Millions of Americans view being anti-vaccination as a part of their social identity
The conspiracy originally took root in the United States but has spread to Europe Joseph Prezioso AFP

In a new paper published for the journal Politics, Groups, and Identities, researchers found that 22 percent of Americans actively identify themselves as anti-vaccination, with 14 percent saying they are "sometimes" part of the movement and 8 percent saying this is "always" the case.

These self-described anti-vaxxers "embrace" the label of anti-vaxxer "as a form of social identity," the authors write.

"We also find that people who score highly on our [anti-vaxx social identification] measure tend to be less trusting of scientific experts and more individualistic," they noted.

The study is a stark reminder that vaccine-hostile attitudes are not a fringe view, but are possessed by a substantial portion of the US population, many of whom have come to consider the label a formative part of their identity. As daily COVID-19 vaccination rates have begun to decline, the cohort of self-identified anti-vaccination Americans are contributing to the delayed march towards herd immunity in the United States.

Indeed, widespread refusal to get vaccinated is a major reason why experts doubt the number of Americans who vaccinate themselves from the deadly disease will reach 70 percent, the rough number needed to reach herd immunity. Currently, slightly more than 47 percent of Americans are vaccinated against SARS-CoV-2.
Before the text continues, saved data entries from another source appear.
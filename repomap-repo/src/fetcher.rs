//! Repository fetcher
//!
//! Walks the contents endpoint breadth-first with a visible depth bound,
//! reporting progress after every remote call. Subtrees whose listing fails
//! are left absent rather than aborting the fetch.

use crate::api::{
    ApiClientConfig, Branch, Contributor, EntryKind, GitHubApiClient, RepoEntry,
    RepositoryApiClient, RepositoryMetadata,
};
use futures::stream::{self, StreamExt};
use repomap_core::{
    ErrorContext, FetchConfig, FetchPhase, ProgressReporter, RepoInfo, RepomapError,
    RepomapResult,
};
use std::collections::HashMap;
use tracing::{info, warn};
use url::Url;

/// Everything a single fetch produces: the metadata record plus the
/// path→entries mapping the tree builder consumes
#[derive(Debug, Clone)]
pub struct RepoData {
    pub info: RepoInfo,
    pub metadata: RepositoryMetadata,
    pub branches: Vec<Branch>,
    pub contributors: Vec<Contributor>,
    pub readme: Option<String>,
    /// Directory path → entries, present only for traversed directories
    pub contents: HashMap<String, Vec<RepoEntry>>,
}

impl RepoData {
    /// Total number of entries across all traversed directories
    pub fn entry_count(&self) -> usize {
        self.contents.values().map(|entries| entries.len()).sum()
    }
}

/// Parse a repository URL or `owner/name` slug into coordinates.
///
/// Rejected before any network call: malformed input, non-GitHub hosts, and
/// paths without both owner and repository segments.
pub fn parse_repo_url(url_or_slug: &str) -> RepomapResult<RepoInfo> {
    // A bare slug is shorthand for the github.com URL
    let expanded;
    let input = if !url_or_slug.contains("://")
        && url_or_slug.matches('/').count() == 1
        && !url_or_slug.contains(char::is_whitespace)
    {
        expanded = format!("https://github.com/{}", url_or_slug);
        &expanded
    } else {
        url_or_slug
    };

    let parsed_url = Url::parse(input).map_err(|e| RepomapError::Validation {
        message: format!("Invalid repository URL: {}", e),
        field: Some("repository_url".to_string()),
        context: ErrorContext::new("fetcher")
            .with_operation("parse_repo_url")
            .with_suggestion("Expected format: https://github.com/owner/repo"),
    })?;

    let host = parsed_url.host_str().unwrap_or_default();
    if host != "github.com" && host != "www.github.com" {
        return Err(RepomapError::Validation {
            message: format!("Unsupported repository host: {}", host),
            field: Some("repository_url".to_string()),
            context: ErrorContext::new("fetcher")
                .with_operation("parse_repo_url")
                .with_suggestion("Only github.com repositories are supported"),
        });
    }

    let segments: Vec<&str> = parsed_url
        .path_segments()
        .map(|s| s.filter(|seg| !seg.is_empty()).collect())
        .unwrap_or_default();

    if segments.len() < 2 {
        return Err(RepomapError::Validation {
            message: "URL must contain owner and repository name".to_string(),
            field: Some("repository_url".to_string()),
            context: ErrorContext::new("fetcher")
                .with_operation("parse_repo_url")
                .with_suggestion("Expected format: https://github.com/owner/repo"),
        });
    }

    Ok(RepoInfo {
        owner: segments[0].to_string(),
        name: segments[1].trim_end_matches(".git").to_string(),
        url: url_or_slug.to_string(),
    })
}

/// Repository fetcher driving a `RepositoryApiClient`
pub struct RepositoryFetcher {
    client: Box<dyn RepositoryApiClient>,
    config: FetchConfig,
}

impl RepositoryFetcher {
    pub fn new(client: Box<dyn RepositoryApiClient>, config: FetchConfig) -> Self {
        Self { client, config }
    }

    /// Construct a fetcher against the GitHub API
    pub fn github(access_token: Option<String>, config: FetchConfig) -> RepomapResult<Self> {
        let api_config =
            ApiClientConfig::github(access_token).with_timeout(config.timeout_seconds);
        Ok(Self::new(Box::new(GitHubApiClient::new(api_config)?), config))
    }

    /// Raw content of a single file, for the inspect panel
    pub async fn file_content(&self, info: &RepoInfo, path: &str) -> RepomapResult<String> {
        self.client
            .get_file_content(&info.owner, &info.name, path)
            .await
    }

    /// Fetch metadata, dashboard records, and the depth-bounded contents
    /// mapping for one repository.
    ///
    /// Exactly one progress event is emitted per remote call; the total
    /// estimate grows as new directories are discovered.
    pub async fn fetch(
        &self,
        info: &RepoInfo,
        progress: &mut ProgressReporter,
    ) -> RepomapResult<RepoData> {
        info!(repo = %info.slug(), max_depth = self.config.max_depth, "Starting repository fetch");

        // Fixed calls: metadata, root listing, branches, contributors, readme
        progress.extend_total(5);

        // Metadata failures abandon the whole operation; everything else
        // degrades section by section.
        let metadata = self
            .client
            .get_repository_metadata(&info.owner, &info.name)
            .await?;
        progress.advance(FetchPhase::Metadata);

        let contents = self.walk_contents(info, progress).await;

        let branches = match self.client.list_branches(&info.owner, &info.name).await {
            Ok(branches) => branches,
            Err(e) => {
                warn!(repo = %info.slug(), error = %e, "Failed to list branches");
                Vec::new()
            }
        };
        progress.advance(FetchPhase::Branches);

        let contributors = match self
            .client
            .list_contributors(&info.owner, &info.name, self.config.max_contributors)
            .await
        {
            Ok(contributors) => contributors,
            Err(e) => {
                warn!(repo = %info.slug(), error = %e, "Failed to list contributors");
                Vec::new()
            }
        };
        progress.advance(FetchPhase::Contributors);

        let readme = match self.client.get_readme(&info.owner, &info.name).await {
            Ok(readme) => readme,
            Err(e) => {
                warn!(repo = %info.slug(), error = %e, "Failed to fetch README");
                None
            }
        };
        progress.advance(FetchPhase::Readme);

        progress.finish();

        info!(
            repo = %info.slug(),
            directories = contents.len(),
            entries = contents.iter().map(|(_, v)| v.len()).sum::<usize>(),
            "Repository fetch complete"
        );

        Ok(RepoData {
            info: info.clone(),
            metadata,
            branches,
            contributors,
            readme,
            contents: contents.into_iter().collect(),
        })
    }

    /// Breadth-first walk over directory listings with an explicit worklist
    /// and depth counter. Directories at depth `max_depth` and beyond are
    /// left unlisted, which the tree builder renders as childless nodes.
    async fn walk_contents(
        &self,
        info: &RepoInfo,
        progress: &mut ProgressReporter,
    ) -> Vec<(String, Vec<RepoEntry>)> {
        let mut contents = Vec::new();
        let mut frontier: Vec<(String, usize)> = vec![(String::new(), 0)];

        while !frontier.is_empty() {
            let client = self.client.as_ref();
            let level: Vec<(String, usize, RepomapResult<Vec<RepoEntry>>)> =
                stream::iter(frontier.drain(..))
                    .map(|(path, depth)| async move {
                        let result = client.list_directory(&info.owner, &info.name, &path).await;
                        (path, depth, result)
                    })
                    .buffered(self.config.max_concurrent_requests)
                    .collect()
                    .await;

            let mut next = Vec::new();
            for (path, depth, result) in level {
                progress.advance(FetchPhase::Contents);
                match result {
                    Ok(entries) => {
                        for entry in &entries {
                            if entry.kind == EntryKind::Directory
                                && depth + 1 < self.config.max_depth
                            {
                                next.push((entry.path.clone(), depth + 1));
                            }
                        }
                        contents.push((path, entries));
                    }
                    Err(e) => {
                        // Subtree absent, not fatal
                        warn!(
                            repo = %info.slug(),
                            path = %path,
                            error = %e,
                            "Failed to list directory, skipping subtree"
                        );
                    }
                }
            }

            progress.extend_total(next.len());
            frontier = next;
        }

        contents
    }
}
Texas A&M University School of Public Health assistant professor Timothy Callaghan said in a university press release that "the fact that 22 percent of Americans at least sometimes identify as anti-vaxxers was much higher than expected and demonstrates the scope of the challenge in vaccinating the population against COVID-19 and other vaccine-preventable diseases."

Want more health and science stories in your inbox? Subscribe to Salon's weekly newsletter The Vulgar Scientist.

Callaghan's concern reflects a growing challenge for public health experts, who have now to contend with the myriad ways in which basic public health advice has become politicized. Indeed, a March 2021 study, which revealed the extent to which partisan politics have influenced attitudes towards vaccination, found that Republican men were the most likely to be COVID-19 anti-vaxxers (49 percent) — followed by Republican-identifying women (34 percent), Democratic women (14 percent) and Democratic men (6 percent). The same study revealed that 40 percent of white non-college educated men and 38 percent of white evangelicals — groups that both lean conservative — said they would refuse a coronavirus vaccine if it was offered to them.

Another recent study also found that anti-vaccine ideas are most popular among Republicans. Despite the prevalence of anti-vaxxer views, researchers at the nonprofit Center for Countering Digital Hate (CCDH) found that up to 65% of anti-vaccine misinformation on major social media platforms are being spread by one of a mere dozen individuals and organizations, meaning that misinformation is concentrated in its dissemination.

Pre-pandemic, the modern incarnation of the general anti-vaccination movement was spurred by a 1998 paper from the medical journal The Lancet which linked autism to the measles vaccine. That paper was later thoroughly discredited by scientists, denounced by The Lancet and retracted by 10 of its 12 co-authors. Its lead author, Andrew Wakefield, lost his medical license in the United Kingdom for ethical violations. Despite this, many parents would read pseudoscientific literature inspired by Wakefield's paper and conclude that it was dangerous to vaccinate their children.

In April, Dr. Kasisomayajula Viswanath, a professor of health communication at the Harvard T. H. Chan School of Public Health, spoke with Salon's Nicole Karlis about the complex nature of the anti-vaccine movement. Viswanath pointed out that there are many reasons why someone might distrust vaccines, not all of which are linked to partisan politics. Patients from underprivileged backgrounds, for instance, might have previously experienced racism in our health care system and feel an understandable wariness.

"That's very different from a group of people who are outright refusers who say, 'No, this is my freedom,'" Viswanath said. "Personal liberty is one of the biggest drivers."